▶ _Collection entries_
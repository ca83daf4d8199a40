// SPDX-License-Identifier: MIT
// SPDX-FileCopyrightText: 2025-2026 ringmem-ipc contributors
//
// Process-local named cooperative spin-lock registry (component C4,
// `NamedSpin`). Grounded in the teacher's `spin_lock::SpinLock` adaptive
// backoff, but keyed by name rather than a single fixed lock: independent
// streams get independent spins from one shared map. This is NOT a
// cross-process primitive — the ring's single-writer/single-reader
// contract provides cross-process exclusion; this registry only serializes
// concurrent callers within one process against the same stream direction.

use std::collections::HashMap;
use std::sync::{Mutex, OnceLock};
use std::thread;
use std::time::{Duration, Instant};

const RETRY_SLEEP: Duration = Duration::from_millis(1);

/// Default acquire timeout, matching the recognized configuration option
/// `spin_acquire_timeout_ms` (30000).
pub const DEFAULT_ACQUIRE_TIMEOUT_MS: u64 = 30_000;

fn registry() -> &'static Mutex<HashMap<String, bool>> {
    static REGISTRY: OnceLock<Mutex<HashMap<String, bool>>> = OnceLock::new();
    REGISTRY.get_or_init(|| Mutex::new(HashMap::new()))
}

/// A handle onto the process-wide named spin registry. Cheap to construct;
/// all instances share the same underlying map.
#[derive(Default, Clone, Copy)]
pub struct NamedSpin;

impl NamedSpin {
    pub fn new() -> Self {
        Self
    }

    /// Test-and-set `name`'s entry (creating it if absent). Retries with a
    /// 1ms sleep between attempts until `timeout_ms` elapses, at which
    /// point it returns `false`.
    pub fn acquire(&self, name: &str, timeout_ms: u64) -> bool {
        let deadline = Instant::now() + Duration::from_millis(timeout_ms);
        loop {
            {
                let mut map = registry().lock().unwrap();
                let held = map.entry(name.to_string()).or_insert(false);
                if !*held {
                    *held = true;
                    return true;
                }
            }
            if Instant::now() >= deadline {
                return false;
            }
            thread::sleep(RETRY_SLEEP);
        }
    }

    /// Acquire with the default 30s timeout.
    pub fn acquire_default(&self, name: &str) -> bool {
        self.acquire(name, DEFAULT_ACQUIRE_TIMEOUT_MS)
    }

    /// Mark `name`'s entry free. No-op if the entry doesn't exist.
    pub fn release(&self, name: &str) {
        if let Some(held) = registry().lock().unwrap().get_mut(name) {
            *held = false;
        }
    }

    /// Clear the entire registry. Intended for test teardown; does not
    /// wake or fail any in-progress `acquire` callers, matching the spec's
    /// note to avoid relying on finalizer ordering.
    pub fn release_all(&self) {
        registry().lock().unwrap().clear();
    }
}

/// RAII guard returned by [`NamedSpin::scoped`]: releases on every exit
/// path (success, early return, panic), matching the "scoped acquisition"
/// design note — every acquire is paired with a guaranteed release.
pub struct SpinGuard<'a> {
    spin: &'a NamedSpin,
    name: String,
}

impl NamedSpin {
    /// Acquire `name`, returning a guard that releases on drop, or `None`
    /// on timeout.
    pub fn scoped<'a>(&'a self, name: &str, timeout_ms: u64) -> Option<SpinGuard<'a>> {
        if self.acquire(name, timeout_ms) {
            Some(SpinGuard {
                spin: self,
                name: name.to_string(),
            })
        } else {
            None
        }
    }
}

impl Drop for SpinGuard<'_> {
    fn drop(&mut self) {
        self.spin.release(&self.name);
    }
}

#[cfg(test)]
mod tests {
    use super::*;

    fn unique_name(prefix: &str) -> String {
        use std::sync::atomic::{AtomicUsize, Ordering};
        static COUNTER: AtomicUsize = AtomicUsize::new(0);
        format!("spin_test_{prefix}_{}", COUNTER.fetch_add(1, Ordering::Relaxed))
    }

    #[test]
    fn mutual_exclusion_scenario_6() {
        let spin = NamedSpin::new();
        let name = unique_name("s6");
        assert!(spin.acquire(&name, 1000));
        assert!(!spin.acquire(&name, 20));
        spin.release(&name);
        assert!(spin.acquire(&name, 1000));
        spin.release(&name);
    }

    #[test]
    fn scoped_guard_releases_on_drop() {
        let spin = NamedSpin::new();
        let name = unique_name("scoped");
        {
            let _g = spin.scoped(&name, 1000).unwrap();
            assert!(spin.scoped(&name, 20).is_none());
        }
        assert!(spin.scoped(&name, 1000).is_some());
    }

    #[test]
    fn release_all_clears_registry() {
        let spin = NamedSpin::new();
        let name = unique_name("release_all");
        assert!(spin.acquire(&name, 1000));
        spin.release_all();
        assert!(spin.acquire(&name, 1000));
    }
}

▶ _Task to carry out_
Pick out the lines above that hold the string "single" and show them.

▶ _Response to this task_
// backoff, but keyed by name rather than a single fixed lock: independent
// cross-process primitive — the ring's single-writer/single-reader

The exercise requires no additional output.